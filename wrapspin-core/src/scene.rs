//! Scene-graph backend.
//!
//! Holds the chocolate bar as a flat list of meshes with model matrices. Meshes
//! are built once; [`SceneGraph::apply_frame`] only recomputes the matrices.

use nalgebra::Matrix4;

use crate::controller::FrameParams;
use crate::geometry::Mesh;
use crate::layout::{self, *};
use crate::surface::RenderSurface;
use crate::transform::Transform;

/// World units per scene pixel.
pub const UNITS_PER_PIXEL: f32 = 0.01;

#[derive(Debug, Clone, Copy, PartialEq, Eq)]
pub enum Material {
    Chocolate,
    TopPlate,
    Segment,
    WrapperLeft,
    WrapperRight,
}

impl Material {
    pub fn is_wrapper(self) -> bool {
        matches!(self, Material::WrapperLeft | Material::WrapperRight)
    }
}

#[derive(Debug, Clone)]
pub struct SceneNode {
    pub mesh: Mesh,
    pub material: Material,
    /// Placement relative to the bar, in scene pixels
    local: Matrix4<f32>,
    /// Final model matrix, in world units
    pub model: Matrix4<f32>,
}

#[derive(Debug, Clone)]
pub struct SceneGraph {
    pub nodes: Vec<SceneNode>,
    pub sheen_opacity: f32,
}

fn px(value: f64) -> f32 {
    value as f32
}

impl SceneGraph {
    pub fn new() -> Self {
        let mut nodes = Vec::with_capacity(4 + SEGMENT_ROWS * SEGMENT_COLS);
        let mut push = |mesh: Mesh, material: Material, local: Matrix4<f32>| {
            nodes.push(SceneNode {
                mesh,
                material,
                local,
                model: local,
            });
        };

        push(
            Mesh::cuboid(px(BAR_WIDTH), px(BAR_HEIGHT), px(BAR_DEPTH)),
            Material::Chocolate,
            Matrix4::identity(),
        );
        push(
            Mesh::cuboid(
                px(BAR_WIDTH - TOP_PLATE_INSET),
                px(TOP_PLATE_HEIGHT),
                px(BAR_DEPTH - TOP_PLATE_INSET),
            ),
            Material::TopPlate,
            Transform::translation_matrix(0.0, px(BAR_HEIGHT / 2.0 + TOP_PLATE_HEIGHT / 2.0), 0.0),
        );

        let segments = layout::segment_layout();
        let segment_y = px(BAR_HEIGHT / 2.0 + TOP_PLATE_HEIGHT + SEGMENT_HEIGHT / 2.0);
        for &(x, z) in &segments.positions {
            push(
                Mesh::cuboid(px(segments.width), px(SEGMENT_HEIGHT), px(segments.depth)),
                Material::Segment,
                Transform::translation_matrix(px(x), segment_y, px(z)),
            );
        }

        for material in [Material::WrapperLeft, Material::WrapperRight] {
            push(
                Mesh::cuboid(px(WRAPPER_WIDTH / 2.0), px(WRAPPER_HEIGHT), px(WRAPPER_DEPTH)),
                material,
                Matrix4::identity(),
            );
        }

        let mut graph = Self {
            nodes,
            sheen_opacity: 0.0,
        };
        graph.update_wrappers(0.0, 0.0);
        graph
    }

    /// Place the wrapper halves: slid outward by `offset` and hinged open by `tilt_deg`
    /// around their inner edges.
    fn update_wrappers(&mut self, offset: f32, tilt_deg: f32) {
        let base_x = px(layout::wrapper_half_base_x());
        let hinge = px(WRAPPER_WIDTH / 4.0);
        let y = px(STACK_CENTER_Y);

        for node in &mut self.nodes {
            node.local = match node.material {
                Material::WrapperLeft => {
                    Transform::translation_matrix(base_x - offset + hinge, y, 0.0)
                        * Transform::rotation_y(-tilt_deg)
                        * Transform::translation_matrix(-hinge, 0.0, 0.0)
                }
                Material::WrapperRight => {
                    Transform::translation_matrix(-base_x + offset - hinge, y, 0.0)
                        * Transform::rotation_y(tilt_deg)
                        * Transform::translation_matrix(hinge, 0.0, 0.0)
                }
                _ => continue,
            };
        }
    }

    pub fn nodes(&self) -> impl Iterator<Item = &SceneNode> {
        self.nodes.iter()
    }
}

impl Default for SceneGraph {
    fn default() -> Self {
        Self::new()
    }
}

impl RenderSurface for SceneGraph {
    fn apply_frame(&mut self, params: &FrameParams) {
        self.update_wrappers(px(params.panel_offset), px(params.panel_tilt));
        self.sheen_opacity = px(params.sheen_opacity);

        let root = Transform::scale_matrix(px(params.scale) * UNITS_PER_PIXEL)
            * Transform::orientation(px(params.yaw), px(params.pitch));
        for node in &mut self.nodes {
            node.model = root * node.local;
        }
    }
}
========
__Assignment__
What you write must be the entries restated word for word, from the opening line through the one holding "pub fn is_wrapper(self)", with nothing else.

__Problem solution__
filename wrapspin-core/src/scene.rs
//! Scene-graph backend.
//!
//! Holds the chocolate bar as a flat list of meshes with model matrices. Meshes
//! are built once; [`SceneGraph::apply_frame`] only recomputes the matrices.

use nalgebra::Matrix4;

use crate::controller::FrameParams;
use crate::geometry::Mesh;
use crate::layout::{self, *};
use crate::surface::RenderSurface;
use crate::transform::Transform;

/// World units per scene pixel.
pub const UNITS_PER_PIXEL: f32 = 0.01;

#[derive(Debug, Clone, Copy, PartialEq, Eq)]
pub enum Material {
    Chocolate,
    TopPlate,
    Segment,
    WrapperLeft,
    WrapperRight,
}

impl Material {
    pub fn is_wrapper(self) -> bool {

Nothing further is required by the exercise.